#### Exercise instructions
Only those lines in the data below from the line containing "functions, no IO, no state." through the line containing "if aux_names.iter().any(|aux| aux", both included, should be restated word for word.

Stored data
*** Block opens ***
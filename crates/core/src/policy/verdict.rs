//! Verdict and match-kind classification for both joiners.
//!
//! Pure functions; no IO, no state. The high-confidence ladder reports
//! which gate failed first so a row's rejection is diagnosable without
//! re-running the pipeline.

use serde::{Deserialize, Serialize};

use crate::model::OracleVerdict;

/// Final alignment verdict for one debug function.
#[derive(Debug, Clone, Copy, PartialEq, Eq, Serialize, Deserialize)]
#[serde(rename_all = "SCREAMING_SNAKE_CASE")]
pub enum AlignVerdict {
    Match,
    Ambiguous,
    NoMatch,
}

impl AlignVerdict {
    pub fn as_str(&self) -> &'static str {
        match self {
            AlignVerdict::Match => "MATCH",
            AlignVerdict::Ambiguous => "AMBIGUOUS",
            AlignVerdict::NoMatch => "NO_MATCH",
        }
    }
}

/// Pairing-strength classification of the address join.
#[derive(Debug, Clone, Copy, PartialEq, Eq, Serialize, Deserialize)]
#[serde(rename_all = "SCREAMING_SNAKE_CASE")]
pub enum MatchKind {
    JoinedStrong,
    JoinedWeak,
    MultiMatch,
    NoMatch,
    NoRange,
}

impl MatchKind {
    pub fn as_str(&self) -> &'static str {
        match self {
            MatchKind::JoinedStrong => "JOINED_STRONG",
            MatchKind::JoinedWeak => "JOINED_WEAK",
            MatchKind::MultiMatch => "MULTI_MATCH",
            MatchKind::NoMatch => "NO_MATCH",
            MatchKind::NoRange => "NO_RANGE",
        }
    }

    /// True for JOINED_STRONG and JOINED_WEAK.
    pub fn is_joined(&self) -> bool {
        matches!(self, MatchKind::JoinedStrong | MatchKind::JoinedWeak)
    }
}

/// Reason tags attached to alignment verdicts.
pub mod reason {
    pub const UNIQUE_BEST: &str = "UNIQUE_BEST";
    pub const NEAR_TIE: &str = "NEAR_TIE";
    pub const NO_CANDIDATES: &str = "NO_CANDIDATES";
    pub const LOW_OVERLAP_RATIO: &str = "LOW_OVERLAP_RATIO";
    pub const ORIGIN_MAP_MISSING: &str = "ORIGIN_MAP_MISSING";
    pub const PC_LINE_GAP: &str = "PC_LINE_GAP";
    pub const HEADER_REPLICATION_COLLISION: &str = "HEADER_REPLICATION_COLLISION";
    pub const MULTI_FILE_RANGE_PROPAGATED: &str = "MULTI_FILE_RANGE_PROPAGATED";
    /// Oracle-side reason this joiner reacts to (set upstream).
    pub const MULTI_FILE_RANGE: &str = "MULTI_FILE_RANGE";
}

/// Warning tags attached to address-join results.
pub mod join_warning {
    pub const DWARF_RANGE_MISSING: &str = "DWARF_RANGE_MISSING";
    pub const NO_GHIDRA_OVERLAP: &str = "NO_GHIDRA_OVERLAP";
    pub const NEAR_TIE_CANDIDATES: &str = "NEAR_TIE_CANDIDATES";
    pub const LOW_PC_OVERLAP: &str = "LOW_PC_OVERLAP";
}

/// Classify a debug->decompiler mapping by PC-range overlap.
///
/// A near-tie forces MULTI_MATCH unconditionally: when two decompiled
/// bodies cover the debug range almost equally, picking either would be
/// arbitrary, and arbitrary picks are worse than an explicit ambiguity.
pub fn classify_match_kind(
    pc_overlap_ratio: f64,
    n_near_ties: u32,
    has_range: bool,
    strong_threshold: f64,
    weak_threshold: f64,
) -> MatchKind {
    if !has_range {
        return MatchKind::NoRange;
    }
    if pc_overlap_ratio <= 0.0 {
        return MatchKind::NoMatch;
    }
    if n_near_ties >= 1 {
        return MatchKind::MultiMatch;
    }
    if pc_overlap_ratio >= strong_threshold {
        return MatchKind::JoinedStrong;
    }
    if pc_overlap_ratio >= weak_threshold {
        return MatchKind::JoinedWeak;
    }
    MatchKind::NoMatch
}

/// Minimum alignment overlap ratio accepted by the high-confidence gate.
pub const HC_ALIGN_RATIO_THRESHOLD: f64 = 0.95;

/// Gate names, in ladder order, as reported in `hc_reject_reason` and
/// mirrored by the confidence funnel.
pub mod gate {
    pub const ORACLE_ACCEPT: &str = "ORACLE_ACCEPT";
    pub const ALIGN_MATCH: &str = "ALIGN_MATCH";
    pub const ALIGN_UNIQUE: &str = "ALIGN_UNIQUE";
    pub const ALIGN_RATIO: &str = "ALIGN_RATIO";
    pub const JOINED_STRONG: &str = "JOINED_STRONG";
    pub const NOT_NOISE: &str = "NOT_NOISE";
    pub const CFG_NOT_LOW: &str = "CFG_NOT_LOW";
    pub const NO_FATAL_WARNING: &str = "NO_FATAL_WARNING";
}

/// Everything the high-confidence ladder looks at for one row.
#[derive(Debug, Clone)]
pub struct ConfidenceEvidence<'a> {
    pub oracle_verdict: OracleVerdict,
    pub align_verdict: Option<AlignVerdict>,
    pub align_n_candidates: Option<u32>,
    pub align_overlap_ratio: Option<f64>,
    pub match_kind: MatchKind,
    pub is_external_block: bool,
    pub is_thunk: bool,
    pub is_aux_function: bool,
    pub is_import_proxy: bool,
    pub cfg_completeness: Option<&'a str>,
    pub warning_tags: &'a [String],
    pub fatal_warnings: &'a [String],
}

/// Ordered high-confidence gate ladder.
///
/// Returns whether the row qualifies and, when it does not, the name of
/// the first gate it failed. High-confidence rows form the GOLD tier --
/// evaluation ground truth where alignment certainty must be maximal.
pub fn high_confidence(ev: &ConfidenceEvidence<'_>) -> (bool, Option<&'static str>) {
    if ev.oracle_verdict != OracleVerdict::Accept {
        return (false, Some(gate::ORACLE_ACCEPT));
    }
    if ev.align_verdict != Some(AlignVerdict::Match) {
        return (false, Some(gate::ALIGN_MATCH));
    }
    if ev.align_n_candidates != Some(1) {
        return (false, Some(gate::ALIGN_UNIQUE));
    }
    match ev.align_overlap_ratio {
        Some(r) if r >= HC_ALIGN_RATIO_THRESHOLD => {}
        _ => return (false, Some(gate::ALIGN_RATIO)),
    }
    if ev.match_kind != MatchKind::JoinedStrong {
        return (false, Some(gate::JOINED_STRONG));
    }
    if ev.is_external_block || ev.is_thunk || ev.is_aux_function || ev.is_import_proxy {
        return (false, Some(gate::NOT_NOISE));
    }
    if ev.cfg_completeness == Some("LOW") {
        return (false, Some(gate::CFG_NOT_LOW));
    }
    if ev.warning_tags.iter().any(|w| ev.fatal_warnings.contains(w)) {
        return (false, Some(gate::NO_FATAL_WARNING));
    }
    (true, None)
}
*** Block closes ***
*** Block opens ***
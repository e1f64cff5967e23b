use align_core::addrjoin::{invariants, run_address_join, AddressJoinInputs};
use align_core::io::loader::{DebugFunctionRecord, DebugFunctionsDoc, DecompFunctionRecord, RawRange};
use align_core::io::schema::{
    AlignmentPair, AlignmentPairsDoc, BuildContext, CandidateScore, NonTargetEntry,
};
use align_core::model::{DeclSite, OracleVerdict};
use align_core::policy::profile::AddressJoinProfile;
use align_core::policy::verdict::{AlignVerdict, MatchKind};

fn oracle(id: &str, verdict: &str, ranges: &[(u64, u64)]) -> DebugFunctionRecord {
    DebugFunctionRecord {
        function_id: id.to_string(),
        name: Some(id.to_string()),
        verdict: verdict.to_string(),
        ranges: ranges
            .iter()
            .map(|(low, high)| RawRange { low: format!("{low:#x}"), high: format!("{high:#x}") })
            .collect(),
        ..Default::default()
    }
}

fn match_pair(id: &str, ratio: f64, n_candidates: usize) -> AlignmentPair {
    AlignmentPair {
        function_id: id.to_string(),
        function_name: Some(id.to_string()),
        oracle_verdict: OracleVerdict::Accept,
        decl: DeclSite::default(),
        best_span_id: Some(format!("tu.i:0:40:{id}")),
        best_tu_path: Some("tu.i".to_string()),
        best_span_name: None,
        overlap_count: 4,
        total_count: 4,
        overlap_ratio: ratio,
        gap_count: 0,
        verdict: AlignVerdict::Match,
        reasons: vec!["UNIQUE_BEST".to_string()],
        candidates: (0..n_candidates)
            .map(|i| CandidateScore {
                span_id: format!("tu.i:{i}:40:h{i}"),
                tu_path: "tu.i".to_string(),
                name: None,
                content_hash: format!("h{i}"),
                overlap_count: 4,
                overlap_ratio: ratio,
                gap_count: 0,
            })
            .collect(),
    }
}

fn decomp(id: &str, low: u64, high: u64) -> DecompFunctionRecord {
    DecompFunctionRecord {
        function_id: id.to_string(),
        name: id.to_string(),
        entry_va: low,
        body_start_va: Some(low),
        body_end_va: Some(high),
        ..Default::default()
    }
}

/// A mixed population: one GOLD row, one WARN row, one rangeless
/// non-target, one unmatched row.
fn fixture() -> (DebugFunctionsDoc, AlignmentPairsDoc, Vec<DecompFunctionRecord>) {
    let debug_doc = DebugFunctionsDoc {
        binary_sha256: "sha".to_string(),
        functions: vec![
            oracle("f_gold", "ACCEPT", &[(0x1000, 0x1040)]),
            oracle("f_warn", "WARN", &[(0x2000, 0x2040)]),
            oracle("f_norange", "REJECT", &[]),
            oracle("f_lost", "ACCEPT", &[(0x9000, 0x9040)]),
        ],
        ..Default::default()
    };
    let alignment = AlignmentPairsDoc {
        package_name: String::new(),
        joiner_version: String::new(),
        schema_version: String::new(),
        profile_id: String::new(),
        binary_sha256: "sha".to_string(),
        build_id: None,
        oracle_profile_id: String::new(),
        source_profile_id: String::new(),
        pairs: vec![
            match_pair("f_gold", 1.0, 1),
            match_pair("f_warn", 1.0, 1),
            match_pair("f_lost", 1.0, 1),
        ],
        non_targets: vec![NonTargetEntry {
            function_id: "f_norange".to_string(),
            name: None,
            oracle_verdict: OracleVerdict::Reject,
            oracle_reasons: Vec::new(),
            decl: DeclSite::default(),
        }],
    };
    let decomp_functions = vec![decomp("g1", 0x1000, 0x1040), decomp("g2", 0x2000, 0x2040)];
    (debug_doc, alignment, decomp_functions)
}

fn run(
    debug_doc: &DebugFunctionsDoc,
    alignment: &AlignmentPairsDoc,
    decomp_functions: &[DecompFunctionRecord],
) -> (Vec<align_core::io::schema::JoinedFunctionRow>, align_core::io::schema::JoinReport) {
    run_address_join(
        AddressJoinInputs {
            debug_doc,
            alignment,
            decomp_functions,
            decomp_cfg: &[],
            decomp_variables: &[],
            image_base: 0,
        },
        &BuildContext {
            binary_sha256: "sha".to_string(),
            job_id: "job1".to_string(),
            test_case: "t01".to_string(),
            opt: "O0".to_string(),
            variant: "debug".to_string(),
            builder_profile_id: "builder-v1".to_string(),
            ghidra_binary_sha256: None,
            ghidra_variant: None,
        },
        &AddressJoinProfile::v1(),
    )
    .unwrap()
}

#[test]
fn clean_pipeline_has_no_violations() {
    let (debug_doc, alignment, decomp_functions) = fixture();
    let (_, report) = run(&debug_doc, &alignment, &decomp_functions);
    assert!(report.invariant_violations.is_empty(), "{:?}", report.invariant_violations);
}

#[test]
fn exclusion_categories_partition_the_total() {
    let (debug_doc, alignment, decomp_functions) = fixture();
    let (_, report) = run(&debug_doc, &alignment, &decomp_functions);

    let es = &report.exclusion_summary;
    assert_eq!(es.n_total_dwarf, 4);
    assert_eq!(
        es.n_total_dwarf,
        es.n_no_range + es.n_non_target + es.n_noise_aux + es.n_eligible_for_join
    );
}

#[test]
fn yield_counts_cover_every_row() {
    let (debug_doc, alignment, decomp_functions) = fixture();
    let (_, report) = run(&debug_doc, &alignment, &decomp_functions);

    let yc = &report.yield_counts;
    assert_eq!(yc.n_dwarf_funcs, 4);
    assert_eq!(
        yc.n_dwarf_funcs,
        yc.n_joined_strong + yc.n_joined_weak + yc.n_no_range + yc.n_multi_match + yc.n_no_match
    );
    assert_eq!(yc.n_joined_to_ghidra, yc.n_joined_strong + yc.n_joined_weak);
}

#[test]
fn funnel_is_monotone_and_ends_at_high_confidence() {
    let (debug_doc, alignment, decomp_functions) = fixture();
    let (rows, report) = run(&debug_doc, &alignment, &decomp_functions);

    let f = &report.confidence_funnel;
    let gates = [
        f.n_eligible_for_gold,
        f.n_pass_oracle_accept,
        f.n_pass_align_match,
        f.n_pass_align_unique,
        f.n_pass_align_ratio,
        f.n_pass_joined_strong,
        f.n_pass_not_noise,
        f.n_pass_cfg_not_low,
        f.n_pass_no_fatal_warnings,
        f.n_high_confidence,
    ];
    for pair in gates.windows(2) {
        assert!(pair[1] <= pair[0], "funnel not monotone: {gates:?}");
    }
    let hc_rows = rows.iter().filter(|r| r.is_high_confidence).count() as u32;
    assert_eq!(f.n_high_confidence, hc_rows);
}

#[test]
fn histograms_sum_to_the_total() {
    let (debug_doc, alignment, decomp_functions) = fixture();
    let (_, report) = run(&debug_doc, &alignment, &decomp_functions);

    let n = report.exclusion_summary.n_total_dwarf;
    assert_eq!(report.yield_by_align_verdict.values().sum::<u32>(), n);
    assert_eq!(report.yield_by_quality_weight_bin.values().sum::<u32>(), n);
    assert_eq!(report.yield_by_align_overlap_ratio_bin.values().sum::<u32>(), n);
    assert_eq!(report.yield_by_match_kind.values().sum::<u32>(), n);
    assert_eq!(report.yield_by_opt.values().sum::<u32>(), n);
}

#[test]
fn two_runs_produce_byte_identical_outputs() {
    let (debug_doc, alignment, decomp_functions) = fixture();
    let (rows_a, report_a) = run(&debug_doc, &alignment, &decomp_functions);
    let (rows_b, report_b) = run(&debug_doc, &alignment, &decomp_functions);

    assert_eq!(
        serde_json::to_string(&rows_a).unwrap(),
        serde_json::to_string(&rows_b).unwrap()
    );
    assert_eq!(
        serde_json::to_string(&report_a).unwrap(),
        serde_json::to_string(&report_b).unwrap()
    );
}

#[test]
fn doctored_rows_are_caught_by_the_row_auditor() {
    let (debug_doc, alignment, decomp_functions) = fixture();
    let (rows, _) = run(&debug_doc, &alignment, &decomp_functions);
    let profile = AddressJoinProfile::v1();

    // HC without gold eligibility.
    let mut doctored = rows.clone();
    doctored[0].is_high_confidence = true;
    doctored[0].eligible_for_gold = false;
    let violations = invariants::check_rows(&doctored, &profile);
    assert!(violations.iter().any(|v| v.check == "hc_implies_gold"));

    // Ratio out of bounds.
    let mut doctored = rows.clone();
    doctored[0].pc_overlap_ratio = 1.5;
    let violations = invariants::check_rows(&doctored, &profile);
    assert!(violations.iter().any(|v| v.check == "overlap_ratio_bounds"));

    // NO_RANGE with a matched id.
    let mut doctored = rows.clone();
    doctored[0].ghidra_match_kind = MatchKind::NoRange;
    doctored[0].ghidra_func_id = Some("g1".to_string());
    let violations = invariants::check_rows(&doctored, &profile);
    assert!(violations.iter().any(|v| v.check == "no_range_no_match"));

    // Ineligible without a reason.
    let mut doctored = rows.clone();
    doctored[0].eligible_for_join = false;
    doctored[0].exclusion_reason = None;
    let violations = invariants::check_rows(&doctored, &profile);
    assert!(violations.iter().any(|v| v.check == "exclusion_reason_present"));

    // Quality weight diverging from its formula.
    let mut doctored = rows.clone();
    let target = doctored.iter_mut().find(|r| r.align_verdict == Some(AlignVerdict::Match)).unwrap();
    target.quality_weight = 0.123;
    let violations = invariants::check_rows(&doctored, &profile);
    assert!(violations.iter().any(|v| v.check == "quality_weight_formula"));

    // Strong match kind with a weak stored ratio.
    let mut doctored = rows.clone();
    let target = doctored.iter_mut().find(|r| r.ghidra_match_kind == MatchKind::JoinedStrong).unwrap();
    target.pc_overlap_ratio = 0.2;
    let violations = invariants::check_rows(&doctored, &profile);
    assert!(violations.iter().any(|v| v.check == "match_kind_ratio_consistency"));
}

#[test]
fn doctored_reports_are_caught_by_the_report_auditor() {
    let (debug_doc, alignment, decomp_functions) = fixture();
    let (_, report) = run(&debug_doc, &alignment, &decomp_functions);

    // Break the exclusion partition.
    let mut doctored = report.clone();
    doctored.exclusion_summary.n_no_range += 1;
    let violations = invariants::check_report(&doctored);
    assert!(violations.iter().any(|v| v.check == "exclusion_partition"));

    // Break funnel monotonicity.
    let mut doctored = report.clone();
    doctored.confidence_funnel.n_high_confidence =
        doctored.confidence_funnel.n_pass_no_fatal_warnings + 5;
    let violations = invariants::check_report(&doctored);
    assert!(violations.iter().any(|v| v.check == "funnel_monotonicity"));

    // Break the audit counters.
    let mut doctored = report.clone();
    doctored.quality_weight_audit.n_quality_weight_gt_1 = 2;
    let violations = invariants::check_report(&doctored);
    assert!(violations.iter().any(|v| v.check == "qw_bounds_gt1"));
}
*** Block closes ***
*** Block opens ***
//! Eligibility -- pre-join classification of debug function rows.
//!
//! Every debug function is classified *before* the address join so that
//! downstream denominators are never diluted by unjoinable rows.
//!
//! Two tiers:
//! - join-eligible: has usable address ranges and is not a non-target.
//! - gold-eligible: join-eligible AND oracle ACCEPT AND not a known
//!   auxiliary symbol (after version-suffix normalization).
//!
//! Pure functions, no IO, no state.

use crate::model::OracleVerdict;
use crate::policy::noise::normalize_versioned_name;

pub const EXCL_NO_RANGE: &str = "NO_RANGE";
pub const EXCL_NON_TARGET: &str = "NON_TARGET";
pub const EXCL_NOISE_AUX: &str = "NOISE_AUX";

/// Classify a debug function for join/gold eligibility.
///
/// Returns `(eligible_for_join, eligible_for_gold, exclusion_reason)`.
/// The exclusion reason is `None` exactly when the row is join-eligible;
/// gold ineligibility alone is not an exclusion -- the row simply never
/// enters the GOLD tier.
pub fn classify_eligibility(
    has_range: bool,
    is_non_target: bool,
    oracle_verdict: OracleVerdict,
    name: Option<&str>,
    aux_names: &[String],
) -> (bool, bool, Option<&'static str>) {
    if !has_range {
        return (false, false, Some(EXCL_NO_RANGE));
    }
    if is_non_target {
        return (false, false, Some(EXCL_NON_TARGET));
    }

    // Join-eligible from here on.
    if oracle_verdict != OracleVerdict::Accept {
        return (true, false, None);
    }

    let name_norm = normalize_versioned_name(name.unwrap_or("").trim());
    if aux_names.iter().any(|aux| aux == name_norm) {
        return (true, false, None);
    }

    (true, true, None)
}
*** Block closes ***
#### Result below
//! Pure functions, no IO, no state.

use crate::model::OracleVerdict;
use crate::policy::noise::normalize_versioned_name;

pub const EXCL_NO_RANGE: &str = "NO_RANGE";
pub const EXCL_NON_TARGET: &str = "NON_TARGET";
pub const EXCL_NOISE_AUX: &str = "NOISE_AUX";

/// Classify a debug function for join/gold eligibility.
///
/// Returns `(eligible_for_join, eligible_for_gold, exclusion_reason)`.
/// The exclusion reason is `None` exactly when the row is join-eligible;
/// gold ineligibility alone is not an exclusion -- the row simply never
/// enters the GOLD tier.
pub fn classify_eligibility(
    has_range: bool,
    is_non_target: bool,
    oracle_verdict: OracleVerdict,
    name: Option<&str>,
    aux_names: &[String],
) -> (bool, bool, Option<&'static str>) {
    if !has_range {
        return (false, false, Some(EXCL_NO_RANGE));
    }
    if is_non_target {
        return (false, false, Some(EXCL_NON_TARGET));
    }

    // Join-eligible from here on.
    if oracle_verdict != OracleVerdict::Accept {
        return (true, false, None);
    }

    let name_norm = normalize_versioned_name(name.unwrap_or("").trim());
    if aux_names.iter().any(|aux| aux == name_norm) {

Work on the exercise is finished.